In this project, we'll examine whether advanced neural network architectures (Residual and Attention-based networks) provide any advantages over simpler models for this classic dataset.


## 3. Data Loading and Preprocessing

We load and process the Iris dataset using a custom `IrisDataEngineer` class. The class handles:
- Loading the dataset from `sklearn.datasets`.
- Encoding target labels numerically.
- Splitting the data into training (60%), validation (20%), and test (20%) sets using stratified sampling.
- Applying `StandardScaler` to normalize features to zero mean and unit variance.

This preprocessing pipeline is crucial for stabilizing and accelerating neural network training.



In [None]:
    # ---------------- Load and Preprocess Data ----------------
print("\n🚀 Initializing Data Pipeline...")
processor = IrisDataEngineer()
(X_train, y_train), (X_val, y_val), (X_test, y_test) = processor.process()
class_names = load_iris().target_names.tolist()

## 4. Exploratory Data Analysis

Our EDA process leverages visualization techniques to understand the dataset's characteristics before model development. The `eda_module.py` provides comprehensive visualization capabilities to extract meaningful insights from the Iris dataset.

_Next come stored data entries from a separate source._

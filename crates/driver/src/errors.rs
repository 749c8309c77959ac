//! The error taxonomy driving the Importer Loop's control flow (spec §7).
//!
//! Each variant maps to exactly one recovery policy: [`ImporterError::NotReady`]
//! and [`ImporterError::Transient`] are recovered at the loop boundary (the
//! caller sleeps and retries), [`ImporterError::Reorg`] is recovered by
//! re-running the Startup Anchor, and [`ImporterError::ProtocolFatal`] /
//! [`ImporterError::ConfigurationFatal`] bubble to the top-level caller.

use alloy_primitives::B256;
use ethscript_engine::EngineError;

/// A [`Result`] alias for fallible importer operations.
pub type DriverResult<T> = Result<T, ImporterError>;

/// Errors raised while advancing the Importer Loop.
#[derive(Debug, thiserror::Error)]
pub enum ImporterError {
    /// The next L1 block the cursor wants does not yet exist at the tip.
    /// Not logged as an error; the loop yields and the caller retries later.
    #[error("block {0} is not ready yet")]
    NotReady(u64),

    /// A transport error, rate limit, or timeout survived the responsible
    /// client's own retry budget.
    #[error("transient error fetching L1 block {number}: {source}")]
    Transient {
        /// The L1 block number the failing call concerned.
        number: u64,
        /// The underlying transport error.
        #[source]
        source: Box<dyn core::error::Error + Send + Sync>,
    },

    /// The parent hash of a newly observed L1 block does not match the
    /// cached hash of its predecessor (spec §4.I step 3).
    #[error(
        "reorg detected at L1 block {number}: expected parent {expected}, observed {observed}"
    )]
    Reorg {
        /// The L1 block number at which the mismatch was observed.
        number: u64,
        /// The parent hash the cache expected.
        expected: B256,
        /// The parent hash the newly fetched block actually carries.
        observed: B256,
    },

    /// The engine rejected a proposed block, returned no `payload_id`, an
    /// empty payload, or a `latestValidHash` that did not match the
    /// submitted block hash.
    #[error("protocol-fatal error proposing L2 block on top of L1 block {l1_number}: {source}")]
    ProtocolFatal {
        /// The L1 block number being processed when the engine rejected the
        /// step.
        l1_number: u64,
        /// The underlying engine error.
        #[source]
        source: EngineError,
    },

    /// The filler gap computed for an L1 block exceeded
    /// [`crate::config::DriverConfig::max_filler_blocks`] (spec §4.F).
    #[error("filler block budget exhausted: {needed} fillers needed, cap is {cap}")]
    TooManyFillers {
        /// The number of filler blocks the gap actually required.
        needed: u64,
        /// The configured cap.
        cap: u64,
    },

    /// A required configuration value was missing or the Startup Anchor
    /// exhausted its search budget without finding an anchor (spec §4.J,
    /// §7).
    #[error("configuration error: {0}")]
    ConfigurationFatal(String),
}

impl ImporterError {
    /// `true` for [`Self::NotReady`] and [`Self::Transient`], the two
    /// variants recovered at the loop boundary rather than by reorg
    /// handling or a fatal abort.
    pub const fn is_recoverable_at_loop_boundary(&self) -> bool {
        matches!(self, Self::NotReady(_) | Self::Transient { .. })
    }

    /// `true` for [`Self::Reorg`].
    pub const fn is_reorg(&self) -> bool {
        matches!(self, Self::Reorg { .. })
    }
}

### 4.1 Data Distribution Analysis

The histograms below reveal the distribution of each feature across the three Iris species:

- **Sepal Dimensions**: While there is some overlap in sepal measurements across species, Setosa typically has shorter but wider sepals compared to the other species
- **Petal Dimensions**: Petal measurements show clearer separation between species, with Setosa having distinctly smaller petals, making these features particularly valuable for classification

### 4.2 Feature Correlation and Relationships

The correlation matrix and pairwise scatter plots reveal:

- **Strong Positive Correlation**: Petal length and petal width show strong positive correlation (r > 0.9), suggesting these features carry similar information
- **Moderate Correlation**: Sepal length correlates moderately with petal dimensions
- **Species Clustering**: The scatter plots demonstrate that Setosa forms a distinct cluster, while Versicolor and Virginica show some overlap

### 4.3 Dimensionality Reduction Visualization

PCA and t-SNE visualizations reduce the 4-dimensional feature space to 2 dimensions:

- **PCA**: The first two principal components explain approximately 95% of the variance, with clear separation between Setosa and the other species
- **t-SNE**: This non-linear technique further enhances visualization of the cluster separation, particularly between Versicolor and Virginica

These insights inform our modeling approach by highlighting the relative importance of features and the inherent separability of the classes.


In [None]:
    # ---------------- Exploratory Data Analysis (EDA) ----------------
# Load the full structured dataset before any train/validation/test split
df_raw = processor._load_structured_data()
X_full = df_raw.drop('species', axis=1)
y_full = df_raw['species']

# This will generate summary statistics and all relevant visualizations for the full dataset
run_eda(X_full, y_full)


   ## 5. Model Trainers Instantiation
To streamline our experiments, we instantiate two `ModelTrainer` objects – one for the *residual* network and one for the *attention-based* network. The `ModelTrainer` class abstracts away the model-building and training processes for each architecture, allowing us to initialize a model by specifying its type (`'residual'` or `'attention'`). This design promotes modularity and ensures a consistent training pipeline for both models. By providing the input shape (4 features for Iris) and number of classes (3 species), each `ModelTrainer` knows how to construct the appropriate neural network with the correct input and output dimensions.


In [None]:
    # ---------------- Instantiate Model Trainers ----------------
# We use a unified ModelTrainer class for both residual and attention models
residual_trainer = ModelTrainer('residual', input_shape=X_train.shape[1:], num_classes=len(class_names))
attention_trainer = ModelTrainer('attention', input_shape=X_train.shape[1:], num_classes=len(class_names))
print("✅ ModelTrainer class ready for 'residual' and 'attention' models.")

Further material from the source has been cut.